Hey, even a Navalny at the helm of the Russian state would have reacted to Ukraine being drawn into NATO in a way similar to what Putin did! How can you fail to see it? A putsch in Kiev, an attempted putsch in Minsk, the Baltic states as NATO members, missiles in Poland and Romania, constant political turmoil in the Caucasus – which Russian leader would remain passive? I didn’t want to repeat this banal comparison that many others keep using, but I feel compelled to do so: what would Washington do if Russia or China were about to draw Mexico and Canada to a military pact hostile to the United States? What would the Hill do if a Russian Nuland or a Chinese Pyatt were openly instigating putschists in Ottawa or Mexico City? We know what Washington would do. Why then are we so surprised at what Moscow has done? Quite apart from whether you like Putin or not, quite apart from whether you like Russia or not: apply just plain thinking like in a game of chess. Beijing must have applied such thinking, and must have been watching what had been happening to the Soviet Union and the Russian Federation, and they must have drawn the only right inference: surely, we might let go of Tibetans, Uyghurs and Mongols – why not?  these are alien nations – but we can’t: the moment we let them go, they will flock to a NATO or an AUKUS, and become springboards for Western penetration and aggression. (Notice in passing the geopolitical similarity of the crescent made up of the Baltic States, Belarus and Ukraine west of Russia and that made up of Mongols, Uyghurs and Tibetans west of China.)
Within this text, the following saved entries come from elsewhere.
//! Tables recognised by the kinds of values they hold: at least one column
//! of numbers next to at least one column of words.
//!
//! Two independent passes feed the detector:
//! - the container pass reads rows from the dominant child tag of large
//!   containers;
//! - the scatter pass lines text nodes up by synthetic coordinates derived
//!   from sibling counts. The coordinates only approximate a rendered
//!   layout; they say nothing about real geometry.

use scraper::{ElementRef, Node};

use super::{Detector, DetectorKind};
use crate::{
    EngineConfig, Provenance, TableCandidate,
    document::{Document, child_elements, raw_text, stripped_text, tag_name},
    grouping::{FirstSeenGroups, most_common},
    table::Table,
    textutil::{char_len, is_numeric_token, meets_ratio},
};

const CONTAINERS: &[&str] = &["div", "ul", "section", "article"];
const CONTAINER_DISCRIMINATOR: &str = "text_numeric_detection";
const SCATTER_DISCRIMINATOR: &str = "aligned_text_detection";
/// Weight of one preceding sibling at any ancestor level in the column
/// coordinate.
const COLUMN_WEIGHT: usize = 10;

pub struct TextNumeric;

impl Detector for TextNumeric {
    fn kind(&self) -> DetectorKind {
        DetectorKind::TextNumeric
    }

    fn detect(&self, doc: &Document, cfg: &EngineConfig) -> Vec<TableCandidate> {
        let mut candidates: Vec<TableCandidate> = doc
            .elements_named(CONTAINERS)
            .filter_map(|container| self.container_candidate(container, cfg))
            .collect();
        candidates.extend(self.scatter_candidate(doc, cfg));
        candidates
    }
}

impl TextNumeric {
    fn container_candidate(
        &self,
        container: ElementRef<'_>,
        cfg: &EngineConfig,
    ) -> Option<TableCandidate> {
        if char_len(&raw_text(container)) < cfg.min_container_text_len {
            return None;
        }

        let tags: Vec<&str> = child_elements(container).map(tag_name).collect();
        let (row_tag, count) = most_common(tags.iter().copied())?;
        if count == 1 || count < cfg.min_repeats {
            return None;
        }

        let rows: Vec<Vec<String>> = child_elements(container)
            .filter(|child| tag_name(*child) == row_tag)
            .filter_map(|row| cells_of(row, cfg.min_columns))
            .collect();
        if rows.len() < cfg.min_repeats {
            return None;
        }

        let promote_header = first_row_is_header(&rows);
        let mut table = Table::from(rows);
        table.pad_to(table.width());
        if !has_mixed_columns(&table.columns(), cfg) {
            return None;
        }

        let provenance =
            Provenance::new(self.kind()).with_discriminator(CONTAINER_DISCRIMINATOR);
        if promote_header {
            let header = table.remove(0);
            TableCandidate::new(table, Some(header.0), provenance)
        } else {
            TableCandidate::new(table, None, provenance)
        }
    }

    fn scatter_candidate(&self, doc: &Document, cfg: &EngineConfig) -> Option<TableCandidate> {
        let groups: FirstSeenGroups<usize, (usize, &str)> = doc
            .text_nodes()
            .map(|node| {
                let (row, column) = coordinates(node.parent);
                (row, (column, node.text))
            })
            .collect();

        let mut rows: Vec<Vec<(usize, &str)>> = groups
            .into_groups_of_at_least(cfg.min_columns)
            .map(|(_, members)| members)
            .collect();
        if rows.len() < cfg.min_repeats {
            return None;
        }
        for row in &mut rows {
            row.sort_by_key(|(column, _)| *column);
        }

        let table = Table::from(
            rows.into_iter()
                .map(|row| row.into_iter().map(|(_, text)| text).collect::<Vec<_>>()),
        );
        // Rows stay ragged here: a column only holds the rows reaching it.
        if !has_mixed_columns(&table.columns(), cfg) {
            return None;
        }

        TableCandidate::new(
            table,
            None,
            Provenance::new(self.kind()).with_discriminator(SCATTER_DISCRIMINATOR),
        )
    }
}

/// Cell texts of a row element: its direct children, or failing that, the
/// lines of its text. `None` when neither yields `min_columns` cells.
fn cells_of(row: ElementRef<'_>, min_columns: usize) -> Option<Vec<String>> {
    let children: Vec<ElementRef> = child_elements(row).collect();
    let cells: Vec<String> = if children.len() >= min_columns {
        children.into_iter().map(stripped_text).collect()
    } else {
        raw_text(row)
            .split('\n')
            .map(str::trim)
            .filter(|line| !line.is_empty())
            .map(str::to_string)
            .collect()
    };
    (cells.len() >= min_columns).then_some(cells)
}

fn count_numeric<'a>(cells: impl IntoIterator<Item = &'a String>) -> usize {
    cells
        .into_iter()
        .filter(|cell| !cell.is_empty() && is_numeric_token(cell))
        .count()
}

/// A first row without numbers above later rows with some reads as labels.
fn first_row_is_header(rows: &[Vec<String>]) -> bool {
    match rows.split_first() {
        Some((first, rest)) if !rest.is_empty() => {
            count_numeric(first) == 0 && count_numeric(rest.iter().flatten()) > 0
        }
        _ => false,
    }
}

/// Whether at least one column is numeric and another textual. A column that
/// qualifies as numeric is not tested for text.
fn has_mixed_columns(columns: &[Vec<&str>], cfg: &EngineConfig) -> bool {
    let mut numeric = false;
    let mut textual = false;
    for column in columns {
        let numbers = column
            .iter()
            .filter(|v| !v.is_empty() && is_numeric_token(v))
            .count();
        if meets_ratio(numbers, column.len(), cfg.numeric_column_ratio) {
            numeric = true;
            continue;
        }
        let words = column
            .iter()
            .filter(|v| char_len(v) > 1 && !is_numeric_token(v))
            .count();
        if meets_ratio(words, column.len(), cfg.text_column_ratio) {
            textual = true;
        }
    }
    numeric && textual
}

/// Synthetic `(row, column)` coordinates of the text held by `parent`. The
/// row is the number of nodes preceding `parent`; the column sums, up every
/// ancestor level, the nodes preceding that ancestor.
fn coordinates(parent: ElementRef<'_>) -> (usize, usize) {
    let row = parent.prev_siblings().count();
    let column = std::iter::once(*parent)
        .chain(parent.ancestors())
        .take_while(|node| !matches!(node.value(), Node::Document))
        .map(|node| node.prev_siblings().count() * COLUMN_WEIGHT)
        .sum();
    (row, column)
}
Notice also this hubris: Americans say that losing control over Taiwan, which is located thousands of miles across the Pacific away from the United States, threatens their national security; now Russians must not say that having Ukraine, which is located next door, controlled by Americans threatens their national security. Gee… how biased one needs to be to say that!?

When you listen to Western leaders you cannot get rid of the impression that they are obsessed with Putin. Putin, Putin, Putin is the word that they love to hate. I’m sure they have Putin-dolls which they punch with voodoo pins. I think they would readily bless Russia with the whole of Ukraine if only in return they could lay their hands on Putin to court-martial him, to humiliate him, and to hang him. Putin, Putin, Putin – a sickly obsession. The Western leaders simply indulge in the Orwellian two minutes of hate of Putin, who in their eyes is second only to Hitler. Before Putin there were a few others, with one especially imprinted on my memory: Serbia’s President Slobodan Milošević. He, too, was an incarnation of all evil, while Serbs – and only Serbs – were to blame for anything and everything. Saintly Albanians and Bosnians, not so saintly Croats, and those devils – Serbs! At that time I did not need to delve into the Balkan conflict very much to realise one thing: Milošević must have thrown a monkey wrench in the works of the powers that be. This glaring, enormous bias against little Serbia was enough to make me wonder.

So, how would the managers on the Potomac react to Mexico or Canada being drawn into a military bloc hostile to the United States? No Russian attentive to the world of politics and ideologies fails to notice that the West is hostile to Russia. What of the RAND think-tank publications, what of others – they make no bones about it: Ruthenia delenda est. These aims are declared openly with conferences taking par during which Russia’s territory is being divided into over twenty political entities with nonenot a single one – of them bearing the name Russia. don’t Russians know about it? Of course they do! Such conferences are not kept secret, after all. so they react accordingly. “We are not interested in a world without Russia,” said the Russian president. “We are not interested in a world without Poland, France, Hungary, the United States…” would say any patriotic president, would he not? So what’s so strange about it? If they want to subjugate you, to enslave you, to annihilate you, you put up a fight.

Or maybe you throw a farewell party?